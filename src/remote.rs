//! Remote task-list service boundary.
//!
//! The wire types follow the Microsoft To Do shape (`displayName`,
//! `dueDateTime`, `lastModifiedDateTime`). Anything that can list and edit
//! lists and tasks can implement [`RemoteService`].

use async_trait::async_trait;
use chrono::{DateTime, Utc};
use serde::{Deserialize, Serialize};

use crate::collection::TaskCollection;
use crate::error::Result;
use crate::task::{TaskItem, TaskPriority, TaskStatus, DEFAULT_COLLECTION_NAME};

/// Well-known name the service gives its catch-all list.
pub const DEFAULT_LIST_WELLKNOWN_NAME: &str = "defaultList";

#[derive(Debug, Clone, PartialEq, Eq, Default, Serialize, Deserialize)]
#[serde(rename_all = "camelCase")]
pub struct RemoteList {
    #[serde(default, skip_serializing)]
    pub id: String,
    pub display_name: String,
    #[serde(default, skip_serializing)]
    pub wellknown_list_name: Option<String>,
    #[serde(default, skip_serializing)]
    pub last_modified_date_time: Option<DateTime<Utc>>,
}

#[derive(Debug, Clone, PartialEq, Eq, Default, Serialize, Deserialize)]
#[serde(rename_all = "camelCase")]
pub struct ItemBody {
    pub content: String,
    pub content_type: String,
}

#[derive(Debug, Clone, PartialEq, Eq, Default, Serialize, Deserialize)]
#[serde(rename_all = "camelCase")]
pub struct DateTimeTimeZone {
    pub date_time: String,
    pub time_zone: String,
}

#[derive(Debug, Clone, PartialEq, Eq, Default, Serialize, Deserialize)]
#[serde(rename_all = "camelCase")]
pub struct RemoteTask {
    #[serde(default, skip_serializing)]
    pub id: String,
    pub title: String,
    #[serde(default)]
    pub status: TaskStatus,
    #[serde(default, skip_serializing_if = "Option::is_none")]
    pub body: Option<ItemBody>,
    #[serde(default)]
    pub due_date_time: Option<DateTimeTimeZone>,
    #[serde(default, skip_serializing)]
    pub last_modified_date_time: Option<DateTime<Utc>>,
}

/// One page of a listing plus the cursor for the next one.
#[derive(Debug, Clone, PartialEq, Eq)]
pub struct Page<T> {
    pub items: Vec<T>,
    pub next: Option<String>,
}

impl<T> Page<T> {
    pub fn last(items: Vec<T>) -> Self {
        Self { items, next: None }
    }
}

#[async_trait]
pub trait RemoteService: Send + Sync {
    async fn list_collections(&self, cursor: Option<&str>) -> Result<Page<RemoteList>>;

    async fn list_items(&self, collection_id: &str, cursor: Option<&str>)
        -> Result<Page<RemoteTask>>;

    async fn create_collection(&self, list: &RemoteList) -> Result<RemoteList>;

    async fn update_collection(&self, collection_id: &str, list: &RemoteList)
        -> Result<RemoteList>;

    async fn delete_collection(&self, collection_id: &str) -> Result<()>;

    async fn create_item(&self, collection_id: &str, task: &RemoteTask) -> Result<RemoteTask>;

    async fn update_item(
        &self,
        collection_id: &str,
        item_id: &str,
        task: &RemoteTask,
    ) -> Result<RemoteTask>;

    async fn delete_item(&self, collection_id: &str, item_id: &str) -> Result<()>;
}

fn timestamp_millis(value: Option<&DateTime<Utc>>) -> i64 {
    value.map(DateTime::timestamp_millis).unwrap_or(0)
}

/// Snapshot of a remote list (without its tasks).
pub fn collection_from_remote(list: &RemoteList) -> TaskCollection {
    let label = if list.wellknown_list_name.as_deref() == Some(DEFAULT_LIST_WELLKNOWN_NAME) {
        DEFAULT_COLLECTION_NAME
    } else {
        list.display_name.as_str()
    };
    let collection = TaskCollection::from_label(label)
        .with_modified_time(timestamp_millis(list.last_modified_date_time.as_ref()));
    collection.with_id(list.id.clone())
}

pub fn collection_to_remote(collection: &TaskCollection) -> RemoteList {
    RemoteList {
        id: collection.id.clone().unwrap_or_default(),
        display_name: collection.label(),
        ..RemoteList::default()
    }
}

/// Snapshot of a remote task inside `parent`.
pub fn item_from_remote(task: &RemoteTask, parent: &TaskCollection) -> TaskItem {
    let due = task
        .due_date_time
        .as_ref()
        .and_then(|due| due.date_time.split('T').next())
        .unwrap_or_default();
    let priority = task
        .body
        .as_ref()
        .map(|body| TaskPriority::from_marker(&body.content))
        .unwrap_or_default();

    TaskItem::new(task.title.trim())
        .with_status(task.status)
        .with_due(due)
        .with_priority(priority)
        .with_modified_time(timestamp_millis(task.last_modified_date_time.as_ref()))
        .with_id(task.id.clone())
        .with_parent(parent.parent_ref())
}

pub fn item_to_remote(item: &TaskItem, time_zone: &str) -> RemoteTask {
    RemoteTask {
        id: item.id.clone().unwrap_or_default(),
        title: item.title.clone(),
        status: item.status,
        body: Some(ItemBody {
            content: item.priority.marker().to_string(),
            content_type: "text".to_string(),
        }),
        due_date_time: item.due_date.as_ref().map(|due| DateTimeTimeZone {
            date_time: format!("{due}T00:00:00.0000000"),
            time_zone: time_zone.to_string(),
        }),
        last_modified_date_time: None,
    }
}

## Work order
Tally every line in the listing above that contains "TaskCollection", then state only the total.

## Task output
5